This paper examines the urban gaushala—a common yet often overlooked cowshed found across Indian cities—as a spatial formation that quietly manages the excesses of industrial mobility. Typically situated along infrastructural edges, within medians, under flyovers, or on fenced civic peripheries, gaushalas absorb what mobility systems externalize: the injured or economically irrelevant cow, the sacred surplus of agrarian and urban entanglements who transgresses thresholds and unsettles circulatory norms. These structures respond to infrastructural fallout without intervening in the systems that produce it.
As architectural forms, gaushalas resist typological clarity. They function simultaneously as sites of religious obligation and logistical necessity. Neither fully formal nor entirely informal, they materialize contradictions between sanctity and abandonment, maintenance and discard. Yet it is precisely in their thresholds congealing street, infrastructure and species that gaushalas offer insight into an emergent urban condition that evades planning and resists overdetermination.

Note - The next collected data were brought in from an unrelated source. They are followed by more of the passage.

//! Protocol engine for `rested`.
//!
//! Everything here works on `http` types only; the hyper integration lives in
//! `rested-http`.
//!
//! # Key components
//!
//! - [`Resource`] and its optional capabilities ([`Ranger`], [`RawHandler`])
//! - [`Fault`], the error value every handler returns
//! - [`Accept`] parsing and [`encoding::marshal`] for content negotiation
//! - [`Range`] / [`ContentRange`] arithmetic for partial content
//! - [`is_not_modified`] and [`validate_conditions`] for conditional requests
//! - [`CompressorPool`] and [`select_codec`] for response compression
//! - [`AccessControlResponse`] CORS policies
//! - [`MuxConfig`]

// Fault carries a header map and is returned by value everywhere handlers fail.
#![allow(clippy::result_large_err)]

pub mod compression;
pub mod conditional;
pub mod config;
pub mod cors;
pub mod encoding;
pub mod envelope;
pub mod error;
pub mod headers;
pub mod negotiate;
pub mod range;
pub mod resource;

pub use compression::{Codec, CompressionError, CompressorPool, select_codec};
pub use conditional::{if_range_matches, is_not_modified, validate_conditions};
pub use config::MuxConfig;
pub use cors::{AccessControlRequest, AccessControlResponse, AccessList, CorsPreset};
pub use envelope::Envelope;
pub use error::Fault;
pub use negotiate::Accept;
pub use range::{ContentRange, Range, RangeError};
pub use resource::{EncodeError, Encoded, Payload, RawBody, RawHandler, Ranger, Resource};
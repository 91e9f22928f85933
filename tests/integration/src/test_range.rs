//! Range request integration tests.

#[cfg(test)]
mod tests {
    use http::StatusCode;
    use http::header::{ACCEPT_RANGES, CONTENT_RANGE, IF_RANGE, RANGE, VARY};
    use rested_core::MuxConfig;

    use crate::{TestServer, client};

    fn header(response: &reqwest::Response, name: http::HeaderName) -> Option<String> {
        response
            .headers()
            .get(name)
            .and_then(|v| v.to_str().ok())
            .map(ToOwned::to_owned)
    }

    fn vary(response: &reqwest::Response) -> Vec<String> {
        response
            .headers()
            .get_all(VARY)
            .iter()
            .filter_map(|v| v.to_str().ok())
            .map(ToOwned::to_owned)
            .collect()
    }

    async fn ids(response: reqwest::Response) -> Vec<u64> {
        let notes: serde_json::Value = response.json().await.expect("json");
        notes
            .as_array()
            .expect("array")
            .iter()
            .filter_map(|n| n["id"].as_u64())
            .collect()
    }

    #[tokio::test]
    async fn test_should_serve_partial_content() {
        let server = TestServer::sample(MuxConfig::default()).await;

        let response = client()
            .get(server.url("/notes"))
            .header(RANGE, "notes=0-39")
            .send()
            .await
            .expect("get");
        assert_eq!(response.status(), StatusCode::PARTIAL_CONTENT);
        assert_eq!(
            header(&response, CONTENT_RANGE).as_deref(),
            Some("notes 0-39/100")
        );
        assert_eq!(header(&response, ACCEPT_RANGES).as_deref(), Some("notes"));
        assert!(vary(&response).contains(&"Range".to_owned()));
        assert_eq!(ids(response).await, (0..40).collect::<Vec<u64>>());
    }

    #[tokio::test]
    async fn test_should_clamp_open_ended_range() {
        let server = TestServer::sample(MuxConfig::default()).await;

        let response = client()
            .get(server.url("/notes"))
            .header(RANGE, "notes=95-")
            .send()
            .await
            .expect("get");
        assert_eq!(response.status(), StatusCode::PARTIAL_CONTENT);
        assert_eq!(
            header(&response, CONTENT_RANGE).as_deref(),
            Some("notes 95-99/100")
        );
        assert_eq!(ids(response).await, vec![95, 96, 97, 98, 99]);
    }

    #[tokio::test]
    async fn test_should_answer_416_past_the_extent() {
        let server = TestServer::sample(MuxConfig::default()).await;

        let response = client()
            .get(server.url("/notes"))
            .header(RANGE, "notes=150-")
            .send()
            .await
            .expect("get");
        assert_eq!(response.status(), StatusCode::RANGE_NOT_SATISFIABLE);
        assert_eq!(header(&response, CONTENT_RANGE).as_deref(), Some("*/100"));
    }

    #[tokio::test]
    async fn test_should_ignore_unusable_ranges() {
        let server = TestServer::sample(MuxConfig::default()).await;

        for range in ["bytes=0-10", "notes=10-2", "notes=abc"] {
            let response = client()
                .get(server.url("/notes"))
                .header(RANGE, range)
                .send()
                .await
                .expect("get");
            assert_eq!(response.status(), StatusCode::OK, "range {range}");
            assert!(response.headers().get(CONTENT_RANGE).is_none());
            assert_eq!(ids(response).await.len(), 100);
        }
    }

    #[tokio::test]
    async fn test_should_serve_full_resource_when_if_range_differs() {
        let server = TestServer::sample(MuxConfig::default()).await;

        let response = client()
            .get(server.url("/notes"))
            .header(RANGE, "notes=0-9")
            .header(IF_RANGE, "\"notebook-99\"")
            .send()
            .await
            .expect("get");
        assert_eq!(response.status(), StatusCode::OK);

        let response = client()
            .get(server.url("/notes"))
            .header(RANGE, "notes=0-9")
            .header(IF_RANGE, "notebook-100")
            .send()
            .await
            .expect("get");
        assert_eq!(response.status(), StatusCode::PARTIAL_CONTENT);
    }

    #[tokio::test]
    async fn test_should_not_advertise_ranges_on_plain_resources() {
        let server = TestServer::sample(MuxConfig::default()).await;

        let response = client()
            .get(server.url("/notes/1"))
            .header(RANGE, "notes=0-1")
            .send()
            .await
            .expect("get");
        assert_eq!(response.status(), StatusCode::OK);
        assert!(response.headers().get(ACCEPT_RANGES).is_none());
    }
}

Through fieldwork conducted in Ahmedabad, Gujarat, combining photographic and photogrammetric documentation of gaushalas, this paper foregrounds their situatedness on the street as a generative site of multispecies urbanism. Drawing from Braidotti’s posthumanism to Escobar’s ontological design, the paper argues that gaushalas challenge the assumptions of functionalist design. They foreground spatial incompleteness, nonhuman adjacency, and infrastructural afterlife as not results of failure, but as necessary frameworks for sustainability. Rather than models to replicate, gaushalas offer a lens through which to reconsider how architecture might respond to the ecological and moral consequences of infrastructural systems. In doing so, they reframe collateral urban space as a shared ground that gives rise to new, if provisional, ways of living together.
Bibliography
- Braidotti, R. (2013). The posthuman. Polity.
- Escobar, A. (2018). Designs for the pluriverse: Radical interdependence, autonomy, and the making of worlds. Duke University Press.
- Haraway, D. J. (2016). Staying with the trouble: Making kin in the Chthulucene. Duke University Press.